• Problem description: In the records that follow, find the line with "fn default_id_length() ->"; from there, retype every line exactly through the line with "limits and defaults.", which also belongs to the answer.
*** Opening Raw data ***
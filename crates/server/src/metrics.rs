//! Prometheus metrics for the pasta server.
//!
//! Counters cover record creation and deletion, ingested bytes, throttled
//! requests and the expiration sweeper. The `/metrics` route is only mounted
//! when `server.metrics_enabled` is set, and it is unauthenticated: restrict
//! it at the network level.

use axum::http::StatusCode;
use axum::response::IntoResponse;
use prometheus::{
    self, Encoder, Histogram, HistogramOpts, IntCounter, IntCounterVec, Opts, Registry,
    TextEncoder,
};
use std::sync::{LazyLock, Once};

/// Global Prometheus registry for all metrics.
pub static REGISTRY: LazyLock<Registry> = LazyLock::new(Registry::new);

pub static RECORDS_CREATED: LazyLock<IntCounter> = LazyLock::new(|| {
    IntCounter::new(
        "pasta_records_created_total",
        "Total number of records created",
    )
    .expect("metric creation failed")
});

pub static RECORDS_DELETED: LazyLock<IntCounterVec> = LazyLock::new(|| {
    IntCounterVec::new(
        Opts::new(
            "pasta_records_deleted_total",
            "Total number of records deleted, by reason",
        ),
        &["reason"], // token, expired, sweep
    )
    .expect("metric creation failed")
});

pub static BYTES_INGESTED: LazyLock<IntCounter> = LazyLock::new(|| {
    IntCounter::new(
        "pasta_bytes_ingested_total",
        "Total payload bytes stored",
    )
    .expect("metric creation failed")
});

pub static REQUESTS_THROTTLED: LazyLock<IntCounter> = LazyLock::new(|| {
    IntCounter::new(
        "pasta_requests_throttled_total",
        "Total number of requests delayed by the throttle",
    )
    .expect("metric creation failed")
});

pub static SWEEP_RUNS: LazyLock<IntCounter> = LazyLock::new(|| {
    IntCounter::new("pasta_sweep_runs_total", "Total number of sweep cycles")
        .expect("metric creation failed")
});

pub static SWEEP_FAILURES: LazyLock<IntCounter> = LazyLock::new(|| {
    IntCounter::new(
        "pasta_sweep_failures_total",
        "Total number of sweep cycles that failed or skipped records",
    )
    .expect("metric creation failed")
});

pub static SWEEP_DURATION: LazyLock<Histogram> = LazyLock::new(|| {
    Histogram::with_opts(
        HistogramOpts::new(
            "pasta_sweep_duration_seconds",
            "Time spent in one sweep cycle",
        )
        .buckets(vec![0.001, 0.01, 0.1, 0.5, 1.0, 5.0, 30.0]),
    )
    .expect("metric creation failed")
});

/// Guard to ensure metrics are only registered once.
static REGISTER_ONCE: Once = Once::new();

/// Register all metrics with the global registry.
///
/// Idempotent, so tests can build several routers in one process.
pub fn register_metrics() {
    REGISTER_ONCE.call_once(|| {
        REGISTRY
            .register(Box::new(RECORDS_CREATED.clone()))
            .expect("metric registration failed");
        REGISTRY
            .register(Box::new(RECORDS_DELETED.clone()))
            .expect("metric registration failed");
        REGISTRY
            .register(Box::new(BYTES_INGESTED.clone()))
            .expect("metric registration failed");
        REGISTRY
            .register(Box::new(REQUESTS_THROTTLED.clone()))
            .expect("metric registration failed");
        REGISTRY
            .register(Box::new(SWEEP_RUNS.clone()))
            .expect("metric registration failed");
        REGISTRY
            .register(Box::new(SWEEP_FAILURES.clone()))
            .expect("metric registration failed");
        REGISTRY
            .register(Box::new(SWEEP_DURATION.clone()))
            .expect("metric registration failed");
    });
}

/// GET /metrics - Prometheus metrics endpoint.
pub async fn metrics_handler() -> impl IntoResponse {
    let encoder = TextEncoder::new();
    let metric_families = REGISTRY.gather();

    let mut buffer = Vec::new();
    match encoder.encode(&metric_families, &mut buffer) {
        Ok(()) => (
            StatusCode::OK,
            [("content-type", "text/plain; version=0.0.4; charset=utf-8")],
            buffer,
        ),
        Err(e) => (
            StatusCode::INTERNAL_SERVER_ERROR,
            [("content-type", "text/plain; charset=utf-8")],
            format!("Failed to encode metrics: {e}").into_bytes(),
        ),
    }
}

/// Count a deleted record. `reason` is one of `token`, `expired`, `sweep`.
pub fn record_deletion(reason: &str, count: u64) {
    RECORDS_DELETED.with_label_values(&[reason]).inc_by(count);
}
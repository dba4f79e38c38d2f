//! Configuration types shared across crates.

use crate::Error;
use serde::{Deserialize, Serialize};
use std::path::PathBuf;
use std::time::Duration;

/// Server configuration.
#[derive(Clone, Debug, Serialize, Deserialize)]
pub struct ServerConfig {
    /// Bind address (e.g., "0.0.0.0:8199").
    #[serde(default = "default_bind")]
    pub bind: String,
    /// Public base URL used to build record links.
    #[serde(default = "default_base_url")]
    pub base_url: String,
    /// Enable the /metrics endpoint for Prometheus scraping (default: false).
    #[serde(default)]
    pub metrics_enabled: bool,
}

fn default_bind() -> String {
    "127.0.0.1:8199".to_string()
}

fn default_base_url() -> String {
    "http://localhost:8199".to_string()
}

impl Default for ServerConfig {
    fn default() -> Self {
        Self {
            bind: default_bind(),
            base_url: default_base_url(),
            metrics_enabled: false,
        }
    }
}

impl ServerConfig {
    /// Public URL of a record.
    pub fn record_url(&self, id: &str) -> String {
        format!("{}/{}", self.base_url.trim_end_matches('/'), id)
    }
}

/// Record storage configuration.
#[derive(Clone, Debug, Serialize, Deserialize)]
pub struct StorageConfig {
    /// Directory holding one file per record.
    #[serde(default = "default_storage_path")]
    pub path: PathBuf,
    /// Characters in a generated identifier. Never use less than 8.
    #[serde(default = "default_id_length")]
    pub id_length: usize,
    /// Characters in a generated mutation token.
    #[serde(default = "default_token_length")]
    pub token_length: usize,
    /// Optional `EXTENSION = MIME` table used to derive content types.
    #[serde(default = "default_mime_types")]
    pub mime_types: Option<PathBuf>,
}

fn default_storage_path() -> PathBuf {
    PathBuf::from("pastas")
}

fn default_id_length() -> usize {
    crate::DEFAULT_ID_LENGTH
}

fn default_token_length() -> usize {
    crate::MIN_TOKEN_LENGTH
}

fn default_mime_types() -> Option<PathBuf> {
    Some(PathBuf::from("mime.types"))
}

impl Default for StorageConfig {
    fn default() -> Self {
        Self {
            path: default_storage_path(),
            id_length: default_id_length(),
            token_length: default_token_length(),
            mime_types: default_mime_types(),
        }
    }
}

/// Ingestion limits and defaults.
#[derive(Clone, Debug, Serialize, Deserialize)]
pub struct UploadConfig {
    /// Maximum payload size in bytes.
    #[serde(default = "default_max_size")]
    pub max_size: u64,
    /// Default time-to-live in seconds for new records (0 = never expire).
    #[serde(default)]
    pub default_expire_secs: u64,
    /// MIME type used when neither the client nor the filename supplies one.
    #[serde(default = "default_mime")]
    pub default_mime: String,
}

fn default_max_size() -> u64 {
    crate::DEFAULT_MAX_SIZE
}

fn default_mime() -> String {
    "application/octet-stream".to_string()
}

impl Default for UploadConfig {
    fn default() -> Self {
        Self {
            max_size: default_max_size(),
            default_expire_secs: 0,
            default_mime: default_mime(),
        }
    }
}

/// Expiration sweeper configuration.
#[derive(Clone, Debug, Serialize, Deserialize)]
pub struct SweepConfig {
    /// Seconds between sweep cycles (0 disables the sweeper).
    #[serde(default = "default_sweep_interval_secs")]
    pub interval_secs: u64,
    /// Clear the request throttle table on every cycle.
    #[serde(default = "default_clear_rate_limit")]
    pub clear_rate_limit: bool,
}

fn default_sweep_interval_secs() -> u64 {
    3600 // once per hour
}

fn default_clear_rate_limit() -> bool {
    true
}

impl Default for SweepConfig {
    fn default() -> Self {
        Self {
            interval_secs: default_sweep_interval_secs(),
            clear_rate_limit: default_clear_rate_limit(),
        }
    }
}

impl SweepConfig {
    /// Sweep interval, or `None` if the sweeper is disabled.
    pub fn interval(&self) -> Option<Duration> {
        (self.interval_secs > 0).then(|| Duration::from_secs(self.interval_secs))
    }
}

/// Per-client request throttle configuration.
#[derive(Clone, Debug, Default, Serialize, Deserialize)]
pub struct RateLimitConfig {
    /// Minimum delay between two mutating requests of one client, in
    /// milliseconds (0 disables throttling).
    #[serde(default)]
    pub request_delay_ms: u64,
    /// Trusted proxy IP addresses/CIDR ranges.
    /// Only requests from these IPs will have X-Forwarded-For/X-Real-IP headers trusted.
    /// If empty, forwarded headers are never trusted (only direct connection IP is used).
    /// Use ["*"] to trust all proxies (NOT recommended for production).
    #[serde(default)]
    pub trusted_proxies: Vec<String>,
}

impl RateLimitConfig {
    /// Minimum inter-request delay, or `None` if throttling is disabled.
    pub fn request_delay(&self) -> Option<Duration> {
        (self.request_delay_ms > 0).then(|| Duration::from_millis(self.request_delay_ms))
    }
}

/// Public listing configuration.
#[derive(Clone, Debug, Default, Serialize, Deserialize)]
pub struct PublicConfig {
    /// Number of records shown on the public page (0 disables the listing).
    #[serde(default)]
    pub max_entries: usize,
}

/// Complete application configuration.
#[derive(Clone, Debug, Default, Serialize, Deserialize)]
pub struct AppConfig {
    /// Server configuration.
    #[serde(default)]
    pub server: ServerConfig,
    /// Storage configuration.
    #[serde(default)]
    pub storage: StorageConfig,
    /// Upload limits.
    #[serde(default)]
    pub upload: UploadConfig,
    /// Expiration sweeper.
    #[serde(default)]
    pub sweep: SweepConfig,
    /// Request throttling.
    #[serde(default)]
    pub rate_limit: RateLimitConfig,
    /// Public listing.
    #[serde(default)]
    pub public: PublicConfig,
}

impl AppConfig {
    /// Create a test configuration with sensible defaults.
    ///
    /// **For testing only.** Disables the sweeper, the MIME table file and
    /// throttling, and caps uploads at 1 MiB.
    pub fn for_testing() -> Self {
        Self {
            storage: StorageConfig {
                mime_types: None,
                ..Default::default()
            },
            upload: UploadConfig {
                max_size: 1024 * 1024,
                ..Default::default()
            },
            sweep: SweepConfig {
                interval_secs: 0,
                ..Default::default()
            },
            ..Default::default()
        }
    }

    /// Validate the configuration.
    /// Returns warnings for configs that are insecure but allowed,
    /// and an error for configs that cannot work.
    pub fn validate(&self) -> crate::Result<Vec<String>> {
        let mut warnings = Vec::new();

        if self.storage.id_length == 0 {
            return Err(Error::Config("storage.id_length cannot be 0".to_string()));
        }
        if self.storage.token_length < crate::MIN_TOKEN_LENGTH {
            return Err(Error::Config(format!(
                "storage.token_length={} is below the minimum of {}",
                self.storage.token_length,
                crate::MIN_TOKEN_LENGTH
            )));
        }
        if self.upload.max_size == 0 {
            return Err(Error::Config("upload.max_size cannot be 0".to_string()));
        }

        if self.storage.id_length < crate::DEFAULT_ID_LENGTH {
            warnings.push(format!(
                "storage.id_length={} makes identifiers guessable. \
                 Recommended minimum: {} characters.",
                self.storage.id_length,
                crate::DEFAULT_ID_LENGTH
            ));
        }

        // Warn about trusting all proxies
        if self.rate_limit.trusted_proxies.len() == 1 && self.rate_limit.trusted_proxies[0] == "*"
        {
            warnings.push(
                "rate_limit.trusted_proxies=['*'] trusts ALL forwarded headers. \
                 This allows clients to spoof their IP address and bypass the throttle. \
                 Only use this setting in development or behind a trusted reverse proxy."
                    .to_string(),
            );
        }

        Ok(warnings)
    }
}
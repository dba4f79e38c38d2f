//! Core domain types and shared logic for the pasta blob service.
//!
//! This crate defines the data model used across all other crates:
//! - Records (pastas) and their expiry semantics
//! - Identifier and mutation token generation
//! - Configuration shared by the storage engine and the server
//! - The MIME lookup seam used during ingestion

pub mod config;
pub mod error;
pub mod id;
pub mod mime;
pub mod record;

pub use error::{Error, Result};
pub use id::{generate_id, generate_token, is_valid_id};
pub use mime::{MimeLookup, MimeTypes, mime_for_filename};
pub use record::Record;

/// Default number of characters in a record identifier.
pub const DEFAULT_ID_LENGTH: usize = 8;

/// Minimum (and default) number of characters in a mutation token.
pub const MIN_TOKEN_LENGTH: usize = 16;

/// Default maximum payload size: 25 MiB
pub const DEFAULT_MAX_SIZE: u64 = 25 * 1024 * 1024;
//! Index page, health check and the public listing.

use crate::error::{ApiError, ApiResult};
use crate::reply::{self, PublicEntry, ReplyFormat};
use crate::state::AppState;
use axum::extract::{Query, State};
use axum::http::HeaderMap;
use axum::response::{Html, Response};
use serde::Deserialize;

/// GET /
pub async fn index(State(state): State<AppState>) -> Html<String> {
    reply::index_page(&state.config, state.public.is_enabled())
}

/// GET /health - liveness probe.
pub async fn health_check() -> &'static str {
    "OK"
}

#[derive(Debug, Default, Deserialize)]
pub struct ListQuery {
    pub ret: Option<String>,
}

/// GET /public - records opted into the public listing, newest first.
pub async fn list_public(
    State(state): State<AppState>,
    Query(query): Query<ListQuery>,
    headers: HeaderMap,
) -> ApiResult<Response> {
    if !state.public.is_enabled() {
        return Err(ApiError::BadRequest("public listing is disabled".to_string()));
    }

    let mut entries = Vec::new();
    for id in state.public.entries().await {
        match state.store.get(&id).await {
            Ok(Some(record)) if !record.is_expired() => entries.push(PublicEntry {
                url: state.record_url(&record.id),
                filename: record.filename,
                size: record.size,
                expire: record.expire_at,
            }),
            Ok(_) => {}
            Err(e) => tracing::warn!(id = %id, error = %e, "skipping unreadable public entry"),
        }
    }

    let format = ReplyFormat::select(query.ret.as_deref(), &headers);
    Ok(reply::listing(format, entries))
}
*** Closing Raw data ***
• Response for this exercise:
fn default_id_length() -> usize {
    crate::DEFAULT_ID_LENGTH
}

fn default_token_length() -> usize {
    crate::MIN_TOKEN_LENGTH
}

fn default_mime_types() -> Option<PathBuf> {
    Some(PathBuf::from("mime.types"))
}

impl Default for StorageConfig {
    fn default() -> Self {
        Self {
            path: default_storage_path(),
            id_length: default_id_length(),
            token_length: default_token_length(),
            mime_types: default_mime_types(),
        }
    }
}

/// Ingestion limits and defaults.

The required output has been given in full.